SI Joint Dysfunction – A Few Screws Loose

People who suffer from SI (sacroiliac) joint dysfunction know that it can be a real pain in the butt. Literally.

I like to tell people my son ruined my pelvis.  I know it sounds terrible, but it’s really not far from the truth.  The pain in my lower right back/buttock started when I was about two months pregnant.  At the time, “Obamacare” forced me onto Medicaid and I had a lovely Medicaid OB I aptly named “Medicaid Monster” who diagnosed me from across the room as having sciatica.  She then told me to find my happy place.

I am amazed she is still alive.  Such self-restraint.

I had researched my pain enough to know it had to do with Pelvic Girdle Pain or my si joint in some way.  I didn’t have shooting pains down my leg.  I had a constant, dull pain in one area that became sharp like I was getting stabbed with exercise, walking, rolling over in bed, getting dressed, etc.  I was walking around like a person decades my senior.

XRayOf course, nobody wants to touch a pregnant woman with anything more than a cough drop, so I suffered through the pregnancy with the hopes it would magically disappear when my son graced us with his presence.

This didn’t happen, either.  The pain continued and grew worse. Chiropractor made it worse. X-rays and MRIs were pretty disappointing…it all looked mostly normal except some bone build up on the right side.  Thankfully, I finally had normal insurance and a doctor who cared enough to send me to a pain management doctor after his initial injections did nothing.  Nada.  Zilch.

Enter Pain Management.

  • Injections
  • Steroids
  • Nerve Blocks
  • Medications
  • Sacroiliac Belt
  • Nerve Ablations

The RFA (radiofrequency nerve ablation) is a quaint little procedure where they burn the nerves out of the joint and you have more pain for a few weeks while the little nerve buddies die off.  And then…no pain.

Heaven! Exercise! Rolling over in bed without having to bite my lip not to wake up my husband.

Until the little suckers grew back 5 months later. Pain and limping became my friends again.  It’s really embarassing when I’m all dressed up to work in a Corporate environment and I’m hobbling around in my cute little outfit like I should have a cane.  Or a walker.  Or crutches.  They seriously don’t match my shoes.

Insurance doesn’t like to cover these procedures, especially so frequently.  I had my second RFA last week and I’m looking forward to the death of my nerve buddies.  At my appointment, my pain management dude suggested I start looking into fusion surgery.

And there it is.  We’ve reached that point.  I’m surprisingly calm about it because I pray that God is going to heal me and I’m okay with whatever method He decides to do that.  I’ve also done my research and will continue to do so.  Prolotherapy and other alternatives are financially out of reach.  I’m in an online group where I talk to others who are in the same boat, or have already been down this road.

So here, I plan to blog through this process in the “SI Joint Dysfunction” category.  Maybe to help others, mostly to keep me sane.

First consultation with the orthopaedic surgeon is officially scheduled for the first week in February.  My RFA should be in full swing by then, so I’ll be skipping my way into the appointment.  Ready for a 5K.screws loose

Only to discuss getting a few screws in my hip.  They always said I had a few screws loose…how appropriate.

4 Comments

  1. Here you are. Sorry to hear about the chronic pain. I have some of my own.

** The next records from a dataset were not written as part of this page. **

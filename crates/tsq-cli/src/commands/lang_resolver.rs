//! Resolves what a file is from `-l/--lang` or its extension.

use std::path::Path;

use tsq_langs::LanguageId;
use tsq_lib::DocumentKind;

use super::source_loader::is_stdin;

/// Editor id for `tsq check`: explicit flag first, else the file extension.
pub fn resolve_document_kind(explicit: Option<&str>, path: &Path) -> Result<String, String> {
    if let Some(id) = explicit {
        return match DocumentKind::from_editor_id(id) {
            Some(_) => Ok(id.to_owned()),
            None => Err(format!(
                "cannot check '{id}' documents; expected javascript, javascriptreact, typescript, typescriptreact or scm"
            )),
        };
    }

    if is_stdin(path) {
        return Err("-l/--lang is required (cannot infer from stdin)".to_owned());
    }

    let ext = extension(path)
        .ok_or_else(|| format!("cannot infer document kind of '{}', use -l/--lang", path.display()))?;
    editor_id_for_extension(ext)
        .map(str::to_owned)
        .ok_or_else(|| format!("cannot infer document kind from extension '.{ext}', use -l/--lang"))
}

/// Editor ids of the documents `tsq check` handles.
pub fn editor_id_for_extension(ext: &str) -> Option<&'static str> {
    let id = match ext.to_ascii_lowercase().as_str() {
        "scm" => "scm",
        "js" | "mjs" | "cjs" | "jsx" => "javascript",
        "ts" | "mts" | "cts" => "typescript",
        "tsx" => "typescriptreact",
        _ => return None,
    };
    Some(id)
}

/// Grammar for `tsq tree`: explicit flag first, else the file extension.
pub fn resolve_language(explicit: Option<&str>, path: &Path) -> Result<LanguageId, String> {
    if let Some(name) = explicit {
        return LanguageId::from_editor_id(name).ok_or_else(|| {
            let mut msg = format!("unknown language: '{name}'");
            if let Some(suggestion) = suggest_language(name) {
                msg.push_str(&format!("\n\nDid you mean '{suggestion}'?"));
            }
            msg.push_str("\n\nRun 'tsq langs' for the full list.");
            msg
        });
    }

    if is_stdin(path) {
        return Err("-l/--lang is required (cannot infer from stdin)".to_owned());
    }

    let ext = extension(path)
        .ok_or_else(|| format!("cannot infer language of '{}', use -l/--lang", path.display()))?;
    language_for_extension(ext)
        .ok_or_else(|| format!("cannot infer language from extension '.{ext}', use -l/--lang"))
}

pub fn language_for_extension(ext: &str) -> Option<LanguageId> {
    let id = match ext.to_ascii_lowercase().as_str() {
        "py" | "pyi" => LanguageId::Python,
        "js" | "mjs" | "cjs" | "jsx" => LanguageId::JavaScript,
        "ts" | "mts" | "cts" => LanguageId::TypeScript,
        "tsx" => LanguageId::Tsx,
        "go" => LanguageId::Go,
        "rb" => LanguageId::Ruby,
        "cs" => LanguageId::CSharp,
        "cc" | "cpp" | "cxx" | "hh" | "hpp" | "hxx" => LanguageId::Cpp,
        "java" => LanguageId::Java,
        "rs" => LanguageId::Rust,
        "php" => LanguageId::Php,
        _ => return None,
    };
    Some(id)
}

/// Suggest a similar language name for typos.
pub fn suggest_language(input: &str) -> Option<&'static str> {
    let input = input.to_lowercase();
    LanguageId::ALL
        .iter()
        .map(|id| (id.name(), levenshtein(id.name(), &input)))
        .filter(|&(_, distance)| distance <= 2)
        .min_by_key(|&(_, distance)| distance)
        .map(|(name, _)| name)
}

fn extension(path: &Path) -> Option<&str> {
    path.extension().and_then(|e| e.to_str())
}

fn levenshtein(a: &str, b: &str) -> usize {
    let a: Vec<char> = a.chars().collect();
    let b: Vec<char> = b.chars().collect();
    if a.is_empty() {
        return b.len();
    }
    if b.is_empty() {
        return a.len();
    }

    let mut prev: Vec<usize> = (0..=b.len()).collect();
    let mut curr = vec![0; b.len() + 1];
    for i in 1..=a.len() {
        curr[0] = i;
        for j in 1..=b.len() {
            let cost = usize::from(a[i - 1] != b[j - 1]);
            curr[j] = (prev[j] + 1).min(curr[j - 1] + 1).min(prev[j - 1] + cost);
        }
        std::mem::swap(&mut prev, &mut curr);
    }
    prev[b.len()]
}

    Great to see you writing again…so glad you’re able to engage. You have a gift and the written word seems to be a gift to you. Recover strong!

    • Trish

      Kim! Finally we meet again in the blogosphere. Thanks for stopping by, may we prevail in written word and recovery. Namaste.

  2. Kelly Taaffe

    Trish, thank you for taking the time to create a blog about your SI experiences! I’m glad we met on the Facebook support group. :)

    • Trish

      Me too, thank you for taking the time to read! I hope by writing about it, we can bring more awareness to this issue. It’s not talked about enough.